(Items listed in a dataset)
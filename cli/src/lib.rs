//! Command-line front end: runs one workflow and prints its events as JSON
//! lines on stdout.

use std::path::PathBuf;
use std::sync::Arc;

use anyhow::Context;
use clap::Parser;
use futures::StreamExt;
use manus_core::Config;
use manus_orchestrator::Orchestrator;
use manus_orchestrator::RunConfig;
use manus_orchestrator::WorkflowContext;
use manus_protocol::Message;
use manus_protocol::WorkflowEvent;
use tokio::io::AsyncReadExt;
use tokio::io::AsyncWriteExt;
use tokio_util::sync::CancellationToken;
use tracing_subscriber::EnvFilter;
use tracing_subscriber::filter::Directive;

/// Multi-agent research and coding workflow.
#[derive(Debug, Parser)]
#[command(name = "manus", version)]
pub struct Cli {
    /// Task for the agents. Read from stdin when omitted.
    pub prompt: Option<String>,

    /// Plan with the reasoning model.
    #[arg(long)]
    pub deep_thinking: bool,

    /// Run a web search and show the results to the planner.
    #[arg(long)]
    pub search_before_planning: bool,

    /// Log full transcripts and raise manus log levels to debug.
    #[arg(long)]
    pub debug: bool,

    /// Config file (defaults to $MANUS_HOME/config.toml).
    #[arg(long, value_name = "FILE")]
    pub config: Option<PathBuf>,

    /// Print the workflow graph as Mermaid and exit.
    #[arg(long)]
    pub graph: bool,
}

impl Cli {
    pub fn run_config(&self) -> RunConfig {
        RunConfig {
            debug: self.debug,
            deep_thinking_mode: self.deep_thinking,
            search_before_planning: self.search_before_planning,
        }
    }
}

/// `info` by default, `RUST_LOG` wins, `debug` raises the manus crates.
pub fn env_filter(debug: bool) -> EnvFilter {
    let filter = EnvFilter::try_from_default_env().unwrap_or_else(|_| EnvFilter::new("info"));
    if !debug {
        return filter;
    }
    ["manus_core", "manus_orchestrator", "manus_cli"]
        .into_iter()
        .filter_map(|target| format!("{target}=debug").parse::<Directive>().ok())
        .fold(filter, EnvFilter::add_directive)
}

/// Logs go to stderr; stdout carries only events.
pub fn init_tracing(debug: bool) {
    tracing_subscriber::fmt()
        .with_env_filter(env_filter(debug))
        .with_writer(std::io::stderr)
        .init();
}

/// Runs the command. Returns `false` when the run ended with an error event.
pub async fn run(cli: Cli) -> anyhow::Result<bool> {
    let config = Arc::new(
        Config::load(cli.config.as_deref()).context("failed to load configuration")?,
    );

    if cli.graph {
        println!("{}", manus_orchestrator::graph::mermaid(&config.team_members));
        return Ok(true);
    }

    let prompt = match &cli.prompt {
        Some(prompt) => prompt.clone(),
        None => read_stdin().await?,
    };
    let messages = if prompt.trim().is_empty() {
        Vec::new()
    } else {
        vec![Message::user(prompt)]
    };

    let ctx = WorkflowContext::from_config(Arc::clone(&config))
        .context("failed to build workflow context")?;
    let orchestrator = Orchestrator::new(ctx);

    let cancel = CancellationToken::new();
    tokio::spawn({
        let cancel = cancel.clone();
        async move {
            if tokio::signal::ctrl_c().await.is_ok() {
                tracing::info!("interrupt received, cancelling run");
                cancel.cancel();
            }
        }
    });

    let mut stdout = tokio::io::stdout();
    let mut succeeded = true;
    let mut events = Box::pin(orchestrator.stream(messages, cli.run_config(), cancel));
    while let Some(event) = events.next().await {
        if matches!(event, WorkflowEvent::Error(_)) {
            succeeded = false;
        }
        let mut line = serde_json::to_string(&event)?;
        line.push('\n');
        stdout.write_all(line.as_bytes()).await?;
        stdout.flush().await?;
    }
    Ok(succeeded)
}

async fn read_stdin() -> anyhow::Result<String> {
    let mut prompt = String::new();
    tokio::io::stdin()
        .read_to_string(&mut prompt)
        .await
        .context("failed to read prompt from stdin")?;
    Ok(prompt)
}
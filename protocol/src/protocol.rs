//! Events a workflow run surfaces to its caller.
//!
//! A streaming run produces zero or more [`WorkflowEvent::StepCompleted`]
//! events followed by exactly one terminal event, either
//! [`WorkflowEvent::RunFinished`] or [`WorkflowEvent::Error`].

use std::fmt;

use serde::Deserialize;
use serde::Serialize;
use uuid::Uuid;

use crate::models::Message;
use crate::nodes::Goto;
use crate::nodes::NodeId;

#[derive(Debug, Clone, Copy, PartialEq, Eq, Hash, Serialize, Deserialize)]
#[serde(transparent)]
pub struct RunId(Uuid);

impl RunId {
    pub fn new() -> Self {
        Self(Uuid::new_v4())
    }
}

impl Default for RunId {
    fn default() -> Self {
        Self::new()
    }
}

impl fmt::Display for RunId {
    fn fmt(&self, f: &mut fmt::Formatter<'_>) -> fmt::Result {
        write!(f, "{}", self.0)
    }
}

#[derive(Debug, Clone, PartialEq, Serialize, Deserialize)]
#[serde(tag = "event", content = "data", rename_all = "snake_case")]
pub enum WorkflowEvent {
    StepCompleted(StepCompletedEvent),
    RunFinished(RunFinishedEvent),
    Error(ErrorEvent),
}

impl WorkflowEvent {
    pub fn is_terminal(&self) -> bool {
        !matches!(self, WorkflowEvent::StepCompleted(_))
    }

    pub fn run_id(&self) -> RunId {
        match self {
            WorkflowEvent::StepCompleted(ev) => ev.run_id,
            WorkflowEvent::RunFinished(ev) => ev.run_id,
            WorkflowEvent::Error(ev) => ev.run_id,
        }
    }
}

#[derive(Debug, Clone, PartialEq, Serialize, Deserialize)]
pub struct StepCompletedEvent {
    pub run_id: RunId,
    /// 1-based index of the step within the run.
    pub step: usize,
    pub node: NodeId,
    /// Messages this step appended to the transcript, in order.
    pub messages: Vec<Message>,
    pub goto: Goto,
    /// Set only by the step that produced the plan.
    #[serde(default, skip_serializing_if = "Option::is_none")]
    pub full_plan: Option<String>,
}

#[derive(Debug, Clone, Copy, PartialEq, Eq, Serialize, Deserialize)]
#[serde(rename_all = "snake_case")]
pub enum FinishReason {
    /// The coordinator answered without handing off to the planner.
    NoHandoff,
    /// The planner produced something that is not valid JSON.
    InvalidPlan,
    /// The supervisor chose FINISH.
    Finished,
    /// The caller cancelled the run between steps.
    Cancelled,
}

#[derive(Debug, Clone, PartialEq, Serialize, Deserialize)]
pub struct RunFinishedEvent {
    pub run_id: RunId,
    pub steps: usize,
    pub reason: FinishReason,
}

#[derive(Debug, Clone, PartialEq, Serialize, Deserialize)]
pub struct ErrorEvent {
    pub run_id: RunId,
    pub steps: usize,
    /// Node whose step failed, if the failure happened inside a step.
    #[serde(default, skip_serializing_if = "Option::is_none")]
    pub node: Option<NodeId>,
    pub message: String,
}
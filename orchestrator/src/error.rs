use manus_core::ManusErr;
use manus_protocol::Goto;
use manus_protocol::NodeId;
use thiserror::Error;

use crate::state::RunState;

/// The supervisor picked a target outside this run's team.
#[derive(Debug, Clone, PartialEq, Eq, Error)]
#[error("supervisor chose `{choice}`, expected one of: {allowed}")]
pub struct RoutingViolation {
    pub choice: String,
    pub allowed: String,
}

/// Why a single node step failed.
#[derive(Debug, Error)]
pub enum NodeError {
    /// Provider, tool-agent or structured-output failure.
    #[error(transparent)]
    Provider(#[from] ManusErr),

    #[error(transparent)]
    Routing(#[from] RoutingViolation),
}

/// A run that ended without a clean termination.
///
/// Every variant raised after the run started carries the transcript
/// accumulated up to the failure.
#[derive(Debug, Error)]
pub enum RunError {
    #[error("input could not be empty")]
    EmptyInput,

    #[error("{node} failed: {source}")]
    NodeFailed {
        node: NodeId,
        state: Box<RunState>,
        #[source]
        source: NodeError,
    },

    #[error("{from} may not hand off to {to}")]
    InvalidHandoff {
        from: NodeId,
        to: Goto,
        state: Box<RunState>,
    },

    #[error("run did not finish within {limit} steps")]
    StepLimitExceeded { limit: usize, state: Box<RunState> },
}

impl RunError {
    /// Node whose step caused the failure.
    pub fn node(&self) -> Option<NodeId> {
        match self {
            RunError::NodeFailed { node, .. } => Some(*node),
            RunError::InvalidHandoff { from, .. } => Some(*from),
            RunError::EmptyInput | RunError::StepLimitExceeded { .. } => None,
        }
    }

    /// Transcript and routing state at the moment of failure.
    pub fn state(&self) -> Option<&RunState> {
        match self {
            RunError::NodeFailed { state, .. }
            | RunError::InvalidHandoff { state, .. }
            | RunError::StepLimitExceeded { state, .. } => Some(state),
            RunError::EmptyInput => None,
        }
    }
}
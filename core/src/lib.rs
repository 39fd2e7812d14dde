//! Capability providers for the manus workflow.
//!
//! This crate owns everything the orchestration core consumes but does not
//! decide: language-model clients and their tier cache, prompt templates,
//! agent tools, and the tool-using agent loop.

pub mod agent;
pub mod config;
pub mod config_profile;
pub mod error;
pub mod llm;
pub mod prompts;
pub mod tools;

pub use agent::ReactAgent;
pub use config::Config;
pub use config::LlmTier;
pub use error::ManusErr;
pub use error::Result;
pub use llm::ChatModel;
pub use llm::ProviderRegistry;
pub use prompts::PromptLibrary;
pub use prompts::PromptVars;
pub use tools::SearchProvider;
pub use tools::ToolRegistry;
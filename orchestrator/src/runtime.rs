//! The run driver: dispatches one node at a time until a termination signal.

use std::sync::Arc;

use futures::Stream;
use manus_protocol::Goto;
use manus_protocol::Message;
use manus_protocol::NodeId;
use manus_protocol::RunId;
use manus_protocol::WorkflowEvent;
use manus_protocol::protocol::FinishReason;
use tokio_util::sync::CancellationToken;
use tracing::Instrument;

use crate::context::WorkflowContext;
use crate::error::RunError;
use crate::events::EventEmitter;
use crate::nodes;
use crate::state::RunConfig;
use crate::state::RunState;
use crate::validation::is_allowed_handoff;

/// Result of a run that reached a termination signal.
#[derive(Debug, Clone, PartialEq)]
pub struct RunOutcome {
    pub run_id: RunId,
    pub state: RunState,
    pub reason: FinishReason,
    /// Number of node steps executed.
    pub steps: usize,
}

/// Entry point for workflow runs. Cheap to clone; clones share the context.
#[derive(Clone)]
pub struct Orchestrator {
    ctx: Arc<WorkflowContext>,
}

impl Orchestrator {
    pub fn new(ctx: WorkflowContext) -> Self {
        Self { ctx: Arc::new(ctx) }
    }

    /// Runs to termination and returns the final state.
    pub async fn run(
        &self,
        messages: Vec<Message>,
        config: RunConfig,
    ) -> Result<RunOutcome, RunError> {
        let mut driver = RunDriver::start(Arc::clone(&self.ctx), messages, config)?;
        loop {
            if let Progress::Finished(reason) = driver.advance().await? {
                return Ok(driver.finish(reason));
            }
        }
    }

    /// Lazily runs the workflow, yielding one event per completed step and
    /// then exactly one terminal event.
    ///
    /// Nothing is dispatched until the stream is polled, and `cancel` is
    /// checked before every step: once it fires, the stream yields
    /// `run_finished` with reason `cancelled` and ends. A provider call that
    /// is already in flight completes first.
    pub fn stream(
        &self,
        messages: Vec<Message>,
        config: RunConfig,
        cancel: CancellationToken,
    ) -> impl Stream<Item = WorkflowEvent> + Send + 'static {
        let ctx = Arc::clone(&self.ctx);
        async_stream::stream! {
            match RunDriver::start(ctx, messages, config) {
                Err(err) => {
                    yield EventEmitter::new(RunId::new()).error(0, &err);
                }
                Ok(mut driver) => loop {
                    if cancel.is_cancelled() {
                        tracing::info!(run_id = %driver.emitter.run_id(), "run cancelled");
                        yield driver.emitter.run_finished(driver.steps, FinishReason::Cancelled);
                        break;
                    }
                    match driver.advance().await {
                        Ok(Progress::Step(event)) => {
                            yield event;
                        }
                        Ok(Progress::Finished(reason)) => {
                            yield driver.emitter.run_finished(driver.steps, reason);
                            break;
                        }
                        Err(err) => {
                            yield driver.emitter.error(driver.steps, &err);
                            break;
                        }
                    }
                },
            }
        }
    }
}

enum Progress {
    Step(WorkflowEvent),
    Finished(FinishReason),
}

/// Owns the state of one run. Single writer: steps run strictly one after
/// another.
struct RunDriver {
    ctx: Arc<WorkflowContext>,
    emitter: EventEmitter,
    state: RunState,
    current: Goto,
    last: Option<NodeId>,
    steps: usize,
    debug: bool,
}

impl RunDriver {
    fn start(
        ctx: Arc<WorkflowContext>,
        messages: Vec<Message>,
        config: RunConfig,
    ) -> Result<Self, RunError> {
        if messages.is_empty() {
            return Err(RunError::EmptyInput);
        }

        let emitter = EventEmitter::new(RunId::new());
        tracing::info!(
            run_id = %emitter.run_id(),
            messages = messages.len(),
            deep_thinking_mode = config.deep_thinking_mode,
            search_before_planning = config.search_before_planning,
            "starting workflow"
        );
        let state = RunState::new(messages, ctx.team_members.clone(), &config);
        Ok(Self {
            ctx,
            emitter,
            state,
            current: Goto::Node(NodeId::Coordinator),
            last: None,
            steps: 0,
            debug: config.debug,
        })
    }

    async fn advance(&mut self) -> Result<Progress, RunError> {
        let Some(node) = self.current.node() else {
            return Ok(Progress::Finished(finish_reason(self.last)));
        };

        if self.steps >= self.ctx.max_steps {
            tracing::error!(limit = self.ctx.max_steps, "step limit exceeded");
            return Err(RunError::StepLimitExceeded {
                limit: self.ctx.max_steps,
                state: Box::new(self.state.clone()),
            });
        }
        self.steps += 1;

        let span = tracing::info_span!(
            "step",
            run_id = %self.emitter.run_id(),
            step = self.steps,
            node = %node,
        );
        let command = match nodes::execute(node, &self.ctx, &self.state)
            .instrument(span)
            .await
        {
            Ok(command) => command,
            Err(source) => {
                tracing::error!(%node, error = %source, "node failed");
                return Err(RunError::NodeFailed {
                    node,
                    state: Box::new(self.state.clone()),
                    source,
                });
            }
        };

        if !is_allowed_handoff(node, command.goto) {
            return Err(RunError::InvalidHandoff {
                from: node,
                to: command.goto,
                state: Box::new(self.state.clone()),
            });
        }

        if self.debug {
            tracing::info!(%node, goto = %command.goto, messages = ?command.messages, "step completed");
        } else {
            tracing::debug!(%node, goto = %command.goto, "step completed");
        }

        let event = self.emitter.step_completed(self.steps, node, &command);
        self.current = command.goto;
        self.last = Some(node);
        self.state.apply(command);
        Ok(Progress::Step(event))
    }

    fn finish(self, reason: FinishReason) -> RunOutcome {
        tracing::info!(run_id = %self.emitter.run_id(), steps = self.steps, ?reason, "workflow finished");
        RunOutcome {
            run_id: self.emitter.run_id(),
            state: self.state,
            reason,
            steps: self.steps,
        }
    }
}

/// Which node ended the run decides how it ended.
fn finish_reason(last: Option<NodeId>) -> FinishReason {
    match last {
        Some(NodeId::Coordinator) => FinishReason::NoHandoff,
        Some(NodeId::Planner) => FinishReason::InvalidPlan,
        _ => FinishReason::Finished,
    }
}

WHAT YOU HAVE TO DO. Restate, please, word for word the span of records running from the first line to the line bearing "use futures::StreamExt;", both included, and nothing outside it.

ANSWER FOR THIS EXERCISE.
filename cli/src/lib.rs
//! Command-line front end: runs one workflow and prints its events as JSON
//! lines on stdout.

use std::path::PathBuf;
use std::sync::Arc;

use anyhow::Context;
use clap::Parser;
use futures::StreamExt;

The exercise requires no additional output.